» **What the task requires**
If a line below includes the string "given", copy it.

Records supplied Block Start

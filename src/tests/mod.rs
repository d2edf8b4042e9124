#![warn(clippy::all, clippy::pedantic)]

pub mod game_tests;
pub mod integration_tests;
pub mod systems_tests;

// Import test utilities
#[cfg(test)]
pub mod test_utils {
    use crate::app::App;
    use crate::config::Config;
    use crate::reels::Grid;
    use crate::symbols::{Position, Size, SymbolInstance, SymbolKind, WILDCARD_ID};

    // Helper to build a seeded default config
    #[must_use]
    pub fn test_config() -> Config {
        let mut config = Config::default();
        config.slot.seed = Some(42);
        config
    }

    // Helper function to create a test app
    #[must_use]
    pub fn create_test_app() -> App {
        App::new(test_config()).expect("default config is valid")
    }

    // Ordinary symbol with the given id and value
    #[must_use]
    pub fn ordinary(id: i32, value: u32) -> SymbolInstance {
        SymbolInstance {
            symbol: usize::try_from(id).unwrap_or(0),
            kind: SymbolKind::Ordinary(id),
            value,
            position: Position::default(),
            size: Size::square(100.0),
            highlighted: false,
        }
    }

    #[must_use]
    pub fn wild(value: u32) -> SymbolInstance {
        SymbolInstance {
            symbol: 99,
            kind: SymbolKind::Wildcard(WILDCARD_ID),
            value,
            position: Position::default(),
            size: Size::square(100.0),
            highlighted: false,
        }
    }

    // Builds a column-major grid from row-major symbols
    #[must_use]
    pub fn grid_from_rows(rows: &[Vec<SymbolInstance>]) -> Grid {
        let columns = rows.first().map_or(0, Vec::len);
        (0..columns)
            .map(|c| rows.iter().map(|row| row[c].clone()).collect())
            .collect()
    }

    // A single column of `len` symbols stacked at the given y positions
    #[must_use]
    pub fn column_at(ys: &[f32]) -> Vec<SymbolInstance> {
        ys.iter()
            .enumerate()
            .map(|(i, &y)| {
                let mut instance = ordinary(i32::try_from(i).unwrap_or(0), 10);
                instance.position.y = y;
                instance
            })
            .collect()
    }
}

Records supplied Block End

» **Problem solution**
    // Ordinary symbol with the given id and value
    // A single column of `len` symbols stacked at the given y positions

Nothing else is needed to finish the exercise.